An adversarially robust data-market for spatial, crowd-sourced data
Aida Manzano Kharman, Christian Jursitzky, Quan Zhou, Pietro Ferraro, Jakub Marecek, Pierre Pinson, Robert Shorten
TL;DR
The paper addresses fairness, privacy, and reliability challenges in crowd-sourced data markets by proposing a hybrid data-market architecture that embeds verification, reputation-based MEV voting, privacy-preserving data consensus, adaptive Shapley-value-based proof-of-work, and a distributed ledger with NFTs. It contributes a novel combination of verifiable data ownership, a scalable MEV variant (C-MEV), and a mean-median data-consensus robust to adversaries, validated through simulations in a smart mobility use-case.
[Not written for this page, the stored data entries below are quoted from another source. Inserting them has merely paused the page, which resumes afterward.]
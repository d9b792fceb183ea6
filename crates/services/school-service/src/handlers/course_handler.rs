//! Course handlers.

use axum::{extract::State, response::Json, routing::get, Router};

use common::AppResult;
use domain::Course;

use crate::state::AppState;

/// Create course routes
pub fn course_routes() -> Router<AppState> {
    Router::new().route("/", get(list_courses))
}

/// List all courses
#[utoipa::path(
    get,
    path = "/cursos",
    tag = "Courses",
    responses(
        (status = 200, description = "All courses ordered by identifier", body = Vec<Course>),
        (status = 500, description = "Database error", body = common::ErrorResponse)
    )
)]
pub async fn list_courses(State(state): State<AppState>) -> AppResult<Json<Vec<Course>>> {
    let courses = state.school_service.list_courses().await?;
    Ok(Json(courses))
}
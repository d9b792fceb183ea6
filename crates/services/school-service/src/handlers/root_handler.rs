//! Root endpoint - welcome message and endpoint map.

use axum::response::Json;
use serde::{Deserialize, Serialize};
use utoipa::ToSchema;

use domain::{DESC_COURSES, DESC_ENROLLMENTS, DESC_USERS, DESC_USER_BY_ID, MSG_WELCOME};

/// Welcome document served at `/`.
#[derive(Debug, Serialize, Deserialize, ToSchema)]
pub struct WelcomeResponse {
    pub message: String,
    pub endpoints: EndpointMap,
}

/// Human-readable description of each data route.
#[derive(Debug, Serialize, Deserialize, ToSchema)]
pub struct EndpointMap {
    #[serde(rename = "/users")]
    pub users: String,
    #[serde(rename = "/users/<id>")]
    pub user_by_id: String,
    #[serde(rename = "/cursos")]
    pub courses: String,
    #[serde(rename = "/matriculas/<curso_id>")]
    pub enrollments: String,
}

impl Default for WelcomeResponse {
    fn default() -> Self {
        Self {
            message: MSG_WELCOME.to_string(),
            endpoints: EndpointMap {
                users: DESC_USERS.to_string(),
                user_by_id: DESC_USER_BY_ID.to_string(),
                courses: DESC_COURSES.to_string(),
                enrollments: DESC_ENROLLMENTS.to_string(),
            },
        }
    }
}

/// API welcome page
#[utoipa::path(
    get,
    path = "/",
    tag = "Root",
    responses(
        (status = 200, description = "Welcome message and endpoint map", body = WelcomeResponse)
    )
)]
pub async fn root() -> Json<WelcomeResponse> {
    Json(WelcomeResponse::default())
}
The results show enhanced resilience to data-poisoning attacks, with higher practical breakdown points when combining MEV with data consensus and a strong reputation system. The work has practical implications for deploying resilient, fair, and privacy-preserving data markets in crowd-sourced sensing applications, enabled by smart contracts and NFTs for access control and ownership management.
Abstract
We describe an architecture for a decentralised data market for applications in which agents are incentivised to collaborate to crowd-source their data. The architecture is designed to reward data that furthers the market's collective goal, and distributes reward fairly to all those that contribute with their data. We show that the architecture is resilient to Sybil, wormhole, and data poisoning attacks. In order to evaluate the resilience of the architecture, we characterise its breakdown points for various adversarial threat models in an automotive use case.